Origin of neuronal nitric oxide synthase (NOS)-immunoreactive fibers in guinea pig parasympathetic cardiac ganglia

Abstract

This study was conducted to determine the origin(s) of neuronal nitric oxide synthase-immunoreactive (NOS-IR) fibers within guinea pig atrial whole-mount preparations containing the cardiac ganglia. Intrinsic NOS-IR cardiac neurons exhibited choline acetyltransferase (ChAT) immunoreactivity, indicating that they were cholinergic as well as nitrergic. Comparison of control versus 72-hour explant culture preparations indicated that most of the nitrergic fibers within cardiac ganglia were extrinsic. The extrinsic NOS-IR fibers were not IR for ChAT (marker of preganglionic parasympathetic neurons), tyrosine hydroxylase (marker of catecholaminergic sympathetic postganglionic axons), or calcitonin gene-related peptide (CGRP) (marker of afferent fibers). Separate NOS-IR and ChAT-IR neurons were present within medullary regions containing the cardiovascular regulatory nuclei (nucleus ambiguus and dorsal motor nucleus of the vagus), but no cells were found that exhibited both NOS immunoreactivity and ChAT immunoreactivity. The small size and location of the medullary NOS-IR neurons suggested they were probably interneurons. Only an occasional sympathetic postganglionic cell in the stellate ganglion complex exhibited NOS immunoreactivity. NOS-IR cells were present in dorsal root ganglia (thoracic 1-5), but these typically also exhibited CGRP immunoreactivity.
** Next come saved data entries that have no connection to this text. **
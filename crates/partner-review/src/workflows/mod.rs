pub mod channel_partner;
use alloy_primitives::B256;
use ream_bls::PubKey;
use serde::{Deserialize, Serialize};
use ssz_derive::{Decode, Encode};
use tree_hash_derive::TreeHash;

#[derive(Debug, PartialEq, Eq, Clone, Serialize, Deserialize, Encode, Decode, TreeHash)]
pub struct DepositMessage {
    pub pubkey: PubKey,
    pub withdrawal_credentials: B256,
    #[serde(with = "serde_utils::quoted_u64")]
    pub amount: u64,
}
use alloy_primitives::B256;
use anyhow::ensure;

use crate::hash::hash_concat;

/// Emulates the eth1 deposit contract tree: a sparse tree of fixed ``depth`` whose root has the
/// number of deposits mixed in.
#[derive(Debug, Clone, PartialEq, Eq)]
pub struct DepositDataTree {
    leaves: Vec<B256>,
    depth: usize,
    zero_hashes: Vec<B256>,
}

impl DepositDataTree {
    /// Create a tree from a list of leaves (``DepositData`` roots) and a fixed depth.
    pub fn create(leaves: &[B256], depth: usize) -> anyhow::Result<Self> {
        ensure!(
            leaves.len() as u128 <= 1u128 << depth,
            "Too many leaves for a tree of depth {depth}"
        );
        let mut zero_hashes = vec![B256::ZERO];
        for level in 0..depth {
            let zero = zero_hashes[level];
            zero_hashes.push(hash_concat(zero.as_slice(), zero.as_slice()));
        }
        Ok(Self {
            leaves: leaves.to_vec(),
            depth,
            zero_hashes,
        })
    }

    pub fn len(&self) -> usize {
        self.leaves.len()
    }

    pub fn is_empty(&self) -> bool {
        self.leaves.is_empty()
    }

    pub fn push_leaf(&mut self, leaf: B256) -> anyhow::Result<()> {
        ensure!(
            (self.leaves.len() as u128) < 1u128 << self.depth,
            "Deposit tree is full"
        );
        self.leaves.push(leaf);
        Ok(())
    }

    /// Root of the tree with the number of leaves mixed in.
    pub fn root(&self) -> B256 {
        let layers = self.layers();
        let tree_root = layers
            .last()
            .and_then(|layer| layer.first().copied())
            .unwrap_or(self.zero_hashes[self.depth]);
        hash_concat(tree_root.as_slice(), self.length_bytes().as_slice())
    }

    /// Return the leaf at `index` and its branch in bottom-up order. The branch has ``depth + 1``
    /// nodes, the last being the length mix-in.
    pub fn generate_proof(&self, index: usize) -> anyhow::Result<(B256, Vec<B256>)> {
        ensure!(index < self.leaves.len(), "Leaf index {index} out of bounds");
        let layers = self.layers();
        let mut proof = Vec::with_capacity(self.depth + 1);
        let mut position = index;
        for (level, layer) in layers.iter().take(self.depth).enumerate() {
            proof.push(
                layer
                    .get(position ^ 1)
                    .copied()
                    .unwrap_or(self.zero_hashes[level]),
            );
            position /= 2;
        }
        proof.push(self.length_bytes());
        Ok((self.leaves[index], proof))
    }

    fn length_bytes(&self) -> B256 {
        let mut bytes = B256::ZERO;
        bytes[..8].copy_from_slice(&(self.leaves.len() as u64).to_le_bytes());
        bytes
    }

    /// Non-zero nodes of every level, from the leaves up to the root.
    fn layers(&self) -> Vec<Vec<B256>> {
        let mut layers = vec![self.leaves.clone()];
        for level in 0..self.depth {
            let next = layers[level]
                .chunks(2)
                .map(|pair| {
                    let right = pair.get(1).copied().unwrap_or(self.zero_hashes[level]);
                    hash_concat(pair[0].as_slice(), right.as_slice())
                })
                .collect();
            layers.push(next);
        }
        layers
    }
}
use ream_bls::BLSSignature;
use serde::{Deserialize, Serialize};
use ssz_derive::{Decode, Encode};
use ssz_types::{VariableList, serde_utils::quoted_u64_var_list, typenum::U2048};
use tree_hash_derive::TreeHash;

use crate::attestation_data::AttestationData;

#[derive(Debug, PartialEq, Eq, Clone, Serialize, Deserialize, Encode, Decode, Hash, TreeHash)]
pub struct IndexedAttestation {
    #[serde(with = "quoted_u64_var_list")]
    pub attesting_indices: VariableList<u64, U2048>,
    pub data: AttestationData,
    pub signature: BLSSignature,
}
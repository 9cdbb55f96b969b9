use std::{fs, sync::Arc};

use crate::networks::{BeaconNetworkSpec, DEV, MAINNET};

/// Resolves a built-in network name, or reads a `config.yaml` from the given path.
pub fn beacon_network_parser(network_string: &str) -> Result<Arc<BeaconNetworkSpec>, String> {
    match network_string {
        "mainnet" => Ok(MAINNET.clone()),
        "dev" => Ok(DEV.clone()),
        path => read_network_spec(path),
    }
}

fn read_network_spec(path: &str) -> Result<Arc<BeaconNetworkSpec>, String> {
    let contents = fs::read_to_string(path).map_err(|err| format!("Failed to read file: {err}"))?;
    Ok(Arc::new(serde_yaml::from_str(&contents).map_err(
        |err| format!("Failed to parse YAML from: {err}"),
    )?))
}
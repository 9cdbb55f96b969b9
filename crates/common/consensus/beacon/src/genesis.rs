//! Deterministic genesis states, as used by interop testnets and tests.

use alloy_primitives::B256;
use ethereum_hashing::hash;
use ream_bls::{PrivateKey, traits::Signable};
use ream_consensus_misc::{
    beacon_block_header::BeaconBlockHeader,
    checkpoint::Checkpoint,
    constants::{
        BLS_WITHDRAWAL_PREFIX, DEPOSIT_CONTRACT_TREE_DEPTH, EPOCHS_PER_HISTORICAL_VECTOR,
        GENESIS_EPOCH, MAX_EFFECTIVE_BALANCE, SLOTS_PER_EPOCH,
    },
    deposit_data::DepositData,
    eth_1_data::Eth1Data,
    validator::Validator,
};
use ream_merkle::DepositDataTree;
use ream_network_spec::{fork_name::ForkName, networks::beacon_network_spec};
use ssz_types::{BitVector, FixedVector, VariableList};
use tracing::debug;
use tree_hash::TreeHash;

use crate::{
    beacon_block::BeaconBlockBody,
    beacon_state::BeaconState,
    errors::BeaconStateError,
    participation::{EpochParticipation, ParticipationFlags, PendingAttestations},
    per_block_processing::signature_sets::deposit_signing_root,
};

/// Block hash of the eth1 block a genesis state is built from.
pub const ETH1_BLOCK_HASH: B256 = B256::repeat_byte(0x42);

/// Keys derived from the hash of each validator index. Key generation only fails for input
/// keying material shorter than 32 bytes, so every index yields a key.
pub fn interop_secret_keys(validator_count: usize) -> Vec<PrivateKey> {
    (0..validator_count as u64)
        .filter_map(|index| PrivateKey::from_ikm(&hash(&index.to_le_bytes())).ok())
        .collect()
}

/// A deposit of ``MAX_EFFECTIVE_BALANCE`` signed by ``key``, withdrawing to a BLS credential of
/// the same key.
pub fn interop_deposit_data(key: &PrivateKey) -> Result<DepositData, BeaconStateError> {
    let pubkey = key
        .public_key()
        .map_err(|err| BeaconStateError::Genesis(format!("{err:?}")))?;
    let mut withdrawal_credentials = B256::from_slice(&hash(pubkey.to_bytes()));
    withdrawal_credentials[..BLS_WITHDRAWAL_PREFIX.len()].copy_from_slice(BLS_WITHDRAWAL_PREFIX);

    let mut deposit_data = DepositData {
        pubkey,
        withdrawal_credentials,
        amount: MAX_EFFECTIVE_BALANCE,
        signature: Default::default(),
    };
    deposit_data.signature = key
        .sign(deposit_signing_root(&deposit_data).as_slice())
        .map_err(|err| BeaconStateError::Genesis(format!("{err:?}")))?;
    Ok(deposit_data)
}

/// Build a state in which every key made one full deposit and all validators are active.
///
/// A phase0 state starts at slot 0; an altair state starts at the first slot of the altair fork
/// epoch with empty participation and freshly computed sync committees.
pub fn interop_genesis_state(
    keys: &[PrivateKey],
    fork_name: ForkName,
) -> Result<BeaconState, BeaconStateError> {
    let network_spec = beacon_network_spec();
    let deposits = keys
        .iter()
        .map(interop_deposit_data)
        .collect::<Result<Vec<_>, _>>()?;

    let leaves = deposits
        .iter()
        .map(|deposit_data| deposit_data.tree_hash_root())
        .collect::<Vec<_>>();
    let deposit_tree = DepositDataTree::create(&leaves, DEPOSIT_CONTRACT_TREE_DEPTH as usize)
        .map_err(|err| BeaconStateError::Genesis(err.to_string()))?;

    let validators = deposits
        .iter()
        .map(|deposit_data| Validator {
            activation_eligibility_epoch: GENESIS_EPOCH,
            activation_epoch: GENESIS_EPOCH,
            ..Validator::from_deposit(
                deposit_data.pubkey.clone(),
                deposit_data.withdrawal_credentials,
                deposit_data.amount,
            )
        })
        .collect::<Vec<_>>();
    let balances = deposits
        .iter()
        .map(|deposit_data| deposit_data.amount)
        .collect::<Vec<_>>();

    let epoch = match fork_name {
        ForkName::Phase0 => GENESIS_EPOCH,
        ForkName::Altair => network_spec.altair_fork_epoch,
    };
    let validators: VariableList<_, _> =
        VariableList::new(validators).map_err(|_| BeaconStateError::ListFull("validators"))?;

    let mut state = BeaconState {
        genesis_time: network_spec.min_genesis_time,
        genesis_validators_root: validators.tree_hash_root(),
        slot: epoch * SLOTS_PER_EPOCH,
        fork: network_spec.fork_at_epoch(epoch),
        latest_block_header: BeaconBlockHeader {
            body_root: BeaconBlockBody::empty(fork_name).tree_hash_root(),
            ..Default::default()
        },
        block_roots: FixedVector::default(),
        state_roots: FixedVector::default(),
        historical_roots: VariableList::default(),
        eth1_data: Eth1Data {
            deposit_root: deposit_tree.root(),
            deposit_count: deposits.len() as u64,
            block_hash: ETH1_BLOCK_HASH,
        },
        eth1_data_votes: VariableList::default(),
        eth1_deposit_index: deposits.len() as u64,
        validators,
        balances: VariableList::new(balances)
            .map_err(|_| BeaconStateError::ListFull("balances"))?,
        randao_mixes: FixedVector::new(vec![
            ETH1_BLOCK_HASH;
            EPOCHS_PER_HISTORICAL_VECTOR as usize
        ])
        .map_err(|err| BeaconStateError::Genesis(format!("{err:?}")))?,
        slashings: FixedVector::default(),
        participation: EpochParticipation::Phase0(PendingAttestations::default()),
        justification_bits: BitVector::new(),
        previous_justified_checkpoint: Checkpoint::default(),
        current_justified_checkpoint: Checkpoint::default(),
        finalized_checkpoint: Checkpoint::default(),
    };

    if fork_name == ForkName::Altair {
        let sync_committee = state.get_next_sync_committee()?;
        let validator_count = state.validators.len();
        state.participation = EpochParticipation::Altair(ParticipationFlags {
            previous_epoch_participation: VariableList::new(vec![0; validator_count])
                .map_err(|_| BeaconStateError::ListFull("previous epoch participation"))?,
            current_epoch_participation: VariableList::new(vec![0; validator_count])
                .map_err(|_| BeaconStateError::ListFull("current epoch participation"))?,
            inactivity_scores: VariableList::new(vec![0; validator_count])
                .map_err(|_| BeaconStateError::ListFull("inactivity scores"))?,
            current_sync_committee: sync_committee.clone(),
            next_sync_committee: sync_committee,
        });
    }

    debug!(
        validators = state.validators.len(),
        slot = state.slot,
        fork = %fork_name,
        "built genesis state"
    );
    Ok(state)
}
NOS-IR cells were also present in the nodose ganglia, but only some exhibited CGRP immunoreactivity. We concluded that virtually all the extrinsic NOS-IR nerve fibers represented an afferent fiber input that was separate from the substance P (SP)/CGRP-containing population of sensory fibers. Furthermore, much of this NOS innervation is probably derived from the nodose ganglia.